Task requirements:
Find each line below containing the word "NodeId" and copy it.

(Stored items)
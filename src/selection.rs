use crate::node::{ConnectionId, NodeId};
use indexmap::IndexSet;
use slint::{Model, VecModel};
use std::hash::Hash;

/// Something the user can select on the canvas.
#[derive(Debug, Clone, Copy, PartialEq, Eq, Hash)]
pub enum SelectedItem {
    Node(NodeId),
    Connection(ConnectionId),
}

impl SelectedItem {
    pub fn node(self) -> Option<NodeId> {
        match self {
            SelectedItem::Node(id) => Some(id),
            SelectedItem::Connection(_) => None,
        }
    }

    pub fn connection(self) -> Option<ConnectionId> {
        match self {
            SelectedItem::Connection(id) => Some(id),
            SelectedItem::Node(_) => None,
        }
    }
}

/// Node and connection ids come from one counter, so the raw id alone is
/// unambiguous.
impl From<SelectedItem> for i32 {
    fn from(item: SelectedItem) -> i32 {
        match item {
            SelectedItem::Node(id) => id.0,
            SelectedItem::Connection(id) => id.0,
        }
    }
}

impl From<NodeId> for SelectedItem {
    fn from(id: NodeId) -> Self {
        SelectedItem::Node(id)
    }
}

impl From<ConnectionId> for SelectedItem {
    fn from(id: ConnectionId) -> Self {
        SelectedItem::Connection(id)
    }
}

/// Set of selected items with click / shift-click semantics.
///
/// Iteration follows the order items were selected in.
#[derive(Debug, Clone)]
pub struct SelectionManager<T = SelectedItem> {
    selected: IndexSet<T>,
}

impl<T> Default for SelectionManager<T> {
    fn default() -> Self {
        Self {
            selected: IndexSet::new(),
        }
    }
}

impl<T: Copy + Eq + Hash> SelectionManager<T> {
    pub fn new() -> Self {
        Self::default()
    }

    /// Handle a click on an item based on interaction modifiers
    ///
    /// Shift toggles the item. A plain click makes it the only selected item.
    pub fn handle_interaction(&mut self, item: T, shift_held: bool) {
        if shift_held {
            if !self.selected.shift_remove(&item) {
                self.selected.insert(item);
            }
        } else {
            if self.selected.len() == 1 && self.selected.contains(&item) {
                return;
            }
            self.selected.clear();
            self.selected.insert(item);
        }
    }

    /// Handle a press that may start a drag.
    ///
    /// Like [`handle_interaction`](Self::handle_interaction), except a plain
    /// press on an already selected item keeps the whole selection so that
    /// it can be dragged together.
    pub fn handle_press(&mut self, item: T, shift_held: bool) {
        if !shift_held && self.selected.contains(&item) {
            return;
        }
        self.handle_interaction(item, shift_held);
    }

    /// Clear the current selection
    pub fn clear(&mut self) {
        self.selected.clear();
    }

    /// Replace the current selection with a new set of items
    pub fn replace_selection<I>(&mut self, items: I)
    where
        I: IntoIterator<Item = T>,
    {
        self.selected.clear();
        self.selected.extend(items);
    }

    /// Add items without removing existing ones
    pub fn extend<I>(&mut self, items: I)
    where
        I: IntoIterator<Item = T>,
    {
        self.selected.extend(items);
    }

    /// Drop items for which `keep` returns false, e.g. after deletions
    pub fn retain(&mut self, mut keep: impl FnMut(&T) -> bool) {
        self.selected.retain(|item| keep(item));
    }

    /// Check if an item is selected
    pub fn contains(&self, item: T) -> bool {
        self.selected.contains(&item)
    }

    /// Get an iterator over the selected items
    pub fn iter(&self) -> indexmap::set::Iter<'_, T> {
        self.selected.iter()
    }

    /// Get the number of selected items
    pub fn len(&self) -> usize {
        self.selected.len()
    }

    /// Check if the selection is empty
    pub fn is_empty(&self) -> bool {
        self.selected.is_empty()
    }
}

impl<T: Copy + Eq + Hash + Into<i32>> SelectionManager<T> {
    /// Sync the selection set to a Slint VecModel of raw ids
    pub fn sync_to_model(&self, model: &VecModel<i32>) {
        let ids: Vec<i32> = self.selected.iter().map(|&item| item.into()).collect();
        if model.iter().eq(ids.iter().copied()) {
            return;
        }
        model.set_vec(ids);
    }
}

impl SelectionManager<SelectedItem> {
    /// Selected node ids in selection order
    pub fn nodes(&self) -> impl Iterator<Item = NodeId> + '_ {
        self.selected.iter().filter_map(|item| item.node())
    }

    /// Selected connection ids in selection order
    pub fn connections(&self) -> impl Iterator<Item = ConnectionId> + '_ {
        self.selected.iter().filter_map(|item| item.connection())
    }
}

Written solution:
use crate::node::{ConnectionId, NodeId};
    Node(NodeId),
    pub fn node(self) -> Option<NodeId> {
impl From<NodeId> for SelectedItem {
    fn from(id: NodeId) -> Self {
    pub fn nodes(&self) -> impl Iterator<Item = NodeId> + '_ {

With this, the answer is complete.